Sogar vier Stück: Produktvergleich Dell S2417DG, AOC Agon AG241QX, AOC Agon AG241QG, Acer Predator XB241YUbmiprz | Geizhals Deutschland 

Ansonsten kann ich nur zustimmen...allerdings würde ich persönlich in 27"/WQHD/144 Hz investieren ^^


----------



## GrueneMelone (19. Februar 2017)

wtfNow schrieb:


> Sowas gibts?
> 
> 1080p würde *ich* heute nicht mehr kaufen...



Naja in 23,8 Zoll schon: Produktvergleich Dell S2417DG, AOC Agon AG241QX, AOC Agon AG241QG, Acer Predator XB241YUbmiprz | Geizhals Deutschland

ahhh war bissel zu langsam xD


----------



## Ion (19. Februar 2017)

Letztendlich musst du entscheiden was dir wichtiger ist: BQ oder FPS
Spiele sehen in WQHD natürlich wesentlich besser aus als in FullHD, verlangen dann der GPU aber auch mehr ab.
Wenn du keine Aversion gegen mittlere/hohe Details hast, dann würde ich dir die Modelle mit der höhren nativen Auflösung empfehlen.


----------



## ParaEXE (19. Februar 2017)

Ja auf jeden fall!

27 Zoll / WQHD / 144Hz

Drunter nicht mehr.

Mit freundlichen Grüßen


----------



## Darkseth (20. Februar 2017)

Ganz klar, 1440p.

Du hast ne GPU die 1440p nutzen kann, nahezu jedes Game auf 60 fps in max. Wer mehr will, kann ja von Ultra auf Hoch runter oder so...
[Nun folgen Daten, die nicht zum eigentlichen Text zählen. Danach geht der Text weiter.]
use crate::hardware::BusTransceiver;
use gecko_config::{BusConfig, Phase};
use gecko_core::{
    default_call, expect_arguments, ArgumentError, BooleanVar, BusMessage, LookupError, Module,
    ModuleError, ModuleId, ModuleKind, PropertyRegistry, StepContext, Type, Value, VariableId,
};
use gecko_log::info;
use std::any::Any;
use std::collections::HashMap;

/// Largest extended (29-bit) identifier
pub const MAX_ID: u32 = 0x1FFF_FFFF;

/// Supported bit rates
pub const BAUD_RATES: [u32; 8] = [
    1_000_000, 800_000, 500_000, 250_000, 125_000, 100_000, 50_000, 25_000,
];

const SEND_SIGNATURE: [Type; 9] = [Type::Integer; 9];

/// A CAN bus controller.
///
/// Each tick it drains every pending inbound frame and forwards it to the
/// module subscribed to the frame's identifier, if any. With the `output`
/// property set, received frames are also logged.
pub struct Can<T> {
    name: String,
    props: PropertyRegistry,
    output: BooleanVar,
    transceiver: T,
    baud_rate: u32,
    subscribers: HashMap<u32, ModuleId>,
}

impl<T: BusTransceiver + 'static> Can<T> {
    pub fn new(
        name: impl Into<String>,
        mut transceiver: T,
        baud_rate: u32,
        queues: &BusConfig,
    ) -> Result<Self, ModuleError> {
        let name = name.into();
        if !BAUD_RATES.contains(&baud_rate) {
            return Err(ModuleError::Config(format!(
                "{name}: invalid baud rate {baud_rate}"
            )));
        }

        let props = PropertyRegistry::new(name.as_str(), [("output", Value::Boolean(false))])?;
        let VariableId::Boolean(output) = props.resolve("output")?.cell() else {
            return Err(ModuleError::Config(format!("{name}: malformed property table")));
        };

        transceiver.start(baud_rate, queues)?;

        Ok(Self {
            name,
            props,
            output,
            transceiver,
            baud_rate,
            subscribers: HashMap::new(),
        })
    }

    pub fn baud_rate(&self) -> u32 {
        self.baud_rate
    }

    /// Route frames with identifier `id` to `module`; one subscriber per id
    pub fn subscribe(&mut self, id: u32, module: ModuleId) -> Result<(), LookupError> {
        if self.subscribers.contains_key(&id) {
            return Err(LookupError::DuplicateSubscription { id });
        }
        self.subscribers.insert(id, module);
        Ok(())
    }

    pub fn subscriber(&self, id: u32) -> Option<ModuleId> {
        self.subscribers.get(&id).copied()
    }

    pub fn send(&mut self, message: BusMessage) -> Result<(), ModuleError> {
        self.transceiver
            .try_send(message)
            .map_err(|_| ModuleError::Transport("could not send CAN message".to_string()))
    }

    pub fn transceiver(&self) -> &T {
        &self.transceiver
    }

    pub fn transceiver_mut(&mut self) -> &mut T {
        &mut self.transceiver
    }

    fn send_from_args(&mut self, args: &[Value]) -> Result<(), ModuleError> {
        expect_arguments("send", args, &SEND_SIGNATURE)?;

        let mut ints = [0i64; 9];
        for (slot, arg) in ints.iter_mut().zip(args) {
            *slot = arg.as_integer().unwrap_or_default();
        }

        let id = u32::try_from(ints[0])
            .ok()
            .filter(|id| *id <= MAX_ID)
            .ok_or_else(|| out_of_range(1, ints[0]))?;
        let mut data = [0u8; 8];
        for (i, (byte, value)) in data.iter_mut().zip(&ints[1..]).enumerate() {
            *byte = u8::try_from(*value).map_err(|_| out_of_range(i + 2, *value))?;
        }

        self.send(BusMessage::new(id, &data))
    }
}

fn out_of_range(position: usize, value: i64) -> ArgumentError {
    ArgumentError::Range {
        method: "send".to_string(),
        position,
        value,
    }
}

impl<T: BusTransceiver + 'static> Module for Can<T> {
    fn name(&self) -> &str {
        &self.name
    }

    fn kind(&self) -> ModuleKind {
        ModuleKind::Can
    }

    fn properties(&self) -> &PropertyRegistry {
        &self.props
    }

    fn properties_mut(&mut self) -> &mut PropertyRegistry {
        &mut self.props
    }

    fn step(&mut self, ctx: &mut StepContext<'_>) -> Result<(), ModuleError> {
        let output = self.props.boolean(self.output);
        while let Some(message) = self.transceiver.try_receive() {
            if let Some(&subscriber) = self.subscribers.get(&message.id) {
                ctx.forward(subscriber, message);
            }
            if output {
                info!(ctx.logger(), target: Phase::Bus.target(), "can {message}");
            }
        }
        Ok(())
    }

    fn call(&mut self, method: &str, args: &[Value]) -> Result<(), ModuleError> {
        match method {
            "send" => self.send_from_args(args),
            _ => default_call(&self.name, method),
        }
    }

    fn as_any(&self) -> &dyn Any {
        self
    }

    fn as_any_mut(&mut self) -> &mut dyn Any {
        self
    }
}

#[cfg(test)]
mod tests {
    use super::*;
    use crate::hardware::SimBus;
    use gecko_core::ModuleSet;
    use gecko_log::{Level, LogRingBuffer, Logger};

    fn can() -> Can<SimBus> {
        Can::new("bus", SimBus::new(), 500_000, &BusConfig::default()).unwrap()
    }

    fn send_args(id: i64, data: [i64; 8]) -> Vec<Value> {
        std::iter::once(id).chain(data).map(Value::Integer).collect()
    }

    #[test]
    fn test_baud_rates() {
        for rate in BAUD_RATES {
            let can = Can::new("bus", SimBus::new(), rate, &BusConfig::default()).unwrap();
            assert_eq!(can.transceiver().baud_rate(), Some(rate));
        }
        let err = Can::new("bus", SimBus::new(), 9600, &BusConfig::default())
            .err()
            .unwrap();
        assert_eq!(err, ModuleError::Config("bus: invalid baud rate 9600".into()));
    }

    #[test]
    fn test_duplicate_subscription() {
        let mut modules = ModuleSet::new();
        let a = modules.add(Box::new(can())).unwrap();
        let mut bus = can();
        bus.subscribe(0x100, a).unwrap();
        assert_eq!(
            bus.subscribe(0x100, a),
            Err(LookupError::DuplicateSubscription { id: 0x100 })
        );
        assert_eq!(bus.subscriber(0x100), Some(a));
    }

    #[test]
    fn test_send() {
        let mut bus = can();
        bus.call("send", &send_args(0x1a2, [1, 2, 3, 4, 5, 6, 7, 8]))
            .unwrap();
        let sent = bus.transceiver_mut().take_sent();
        assert_eq!(sent, vec![BusMessage::new(0x1a2, &[1, 2, 3, 4, 5, 6, 7, 8])]);
    }

    #[test]
    fn test_send_argument_errors() {
        let mut bus = can();
        let err = bus.call("send", &[Value::Integer(1)]).unwrap_err();
        assert!(matches!(err, ModuleError::Argument(ArgumentError::Count { expected: 9, .. })));

        let mut args = send_args(1, [0; 8]);
        args[4] = Value::Number(1.0);
        let err = bus.call("send", &args).unwrap_err();
        assert!(matches!(
            err,
            ModuleError::Argument(ArgumentError::Type { position: 5, .. })
        ));

        let err = bus.call("send", &send_args(1, [0, 256, 0, 0, 0, 0, 0, 0])).unwrap_err();
        assert_eq!(
            err,
            ModuleError::Argument(ArgumentError::Range {
                method: "send".into(),
                position: 3,
                value: 256
            })
        );

        let err = bus.call("send", &send_args(-1, [0; 8])).unwrap_err();
        assert!(matches!(
            err,
            ModuleError::Argument(ArgumentError::Range { position: 1, .. })
        ));
    }

    #[test]
    fn test_send_queue_full() {
        let queues = BusConfig {
            rx_queue_len: 20,
            tx_queue_len: 1,
        };
        let mut bus = Can::new("bus", SimBus::new(), 250_000, &queues).unwrap();
        bus.send(BusMessage::new(1, &[])).unwrap();
        assert_eq!(
            bus.send(BusMessage::new(2, &[])),
            Err(ModuleError::Transport("could not send CAN message".into()))
        );
    }

    #[test]
    fn test_step_forwards_and_logs() {
        let mut modules = ModuleSet::new();
        let sink = modules.add(Box::new(can())).unwrap();

        let mut bus = can();
        bus.subscribe(0x10, sink).unwrap();
        bus.properties_mut()
            .set_by_name("output", &Value::Boolean(true))
            .unwrap();
        bus.transceiver_mut().inject(BusMessage::new(0x10, &[0xab]));
        bus.transceiver_mut().inject(BusMessage::remote(0x2));

        let ring = LogRingBuffer::new(16);
        let logger = Logger::new(Level::Info).with_sink(ring.clone());
        let mut outbox = Vec::new();
        bus.step(&mut StepContext::new(&logger, 4, &mut outbox)).unwrap();

        assert_eq!(outbox, vec![(sink, BusMessage::new(0x10, &[0xab]))]);
        assert_eq!(bus.transceiver().pending_rx(), 0);

        let lines: Vec<_> = ring.dump_records().into_iter().map(|r| r.message).collect();
        assert_eq!(lines, vec!["can 010,ab", "can 002"]);
    }

    #[test]
    fn test_step_is_quiet_by_default() {
        let mut bus = can();
        bus.transceiver_mut().inject(BusMessage::new(0x10, &[1]));

        let ring = LogRingBuffer::new(16);
        let logger = Logger::new(Level::Trace).with_sink(ring.clone());
        let mut outbox = Vec::new();
        bus.step(&mut StepContext::new(&logger, 0, &mut outbox)).unwrap();

        assert!(ring.is_empty());
        assert!(outbox.is_empty());
    }
}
1080p kauft man heute nicht mehr, Punkt. Außer man hat ein super niedriges Budget (was jemand, der ne GTX 1070 hat, definitiv NICHT hat).
Wer viele fps braucht, kann das über die settings ausgleichen.

Von 1440p gibt's mehr schärfe (hauptsächlich weniger Flimmern bei feinen objekten), und deutlich mehr Platz auf dem Desktop.


Abgesehen davon, ein 1080p Monitor auf 27" ist sowieso Unfug (bzw, "Hässlich", solange du nicht minimum 1 vollen Meter davon entfernt sitzt. Sonst ist alles total Riesig, und pixelig.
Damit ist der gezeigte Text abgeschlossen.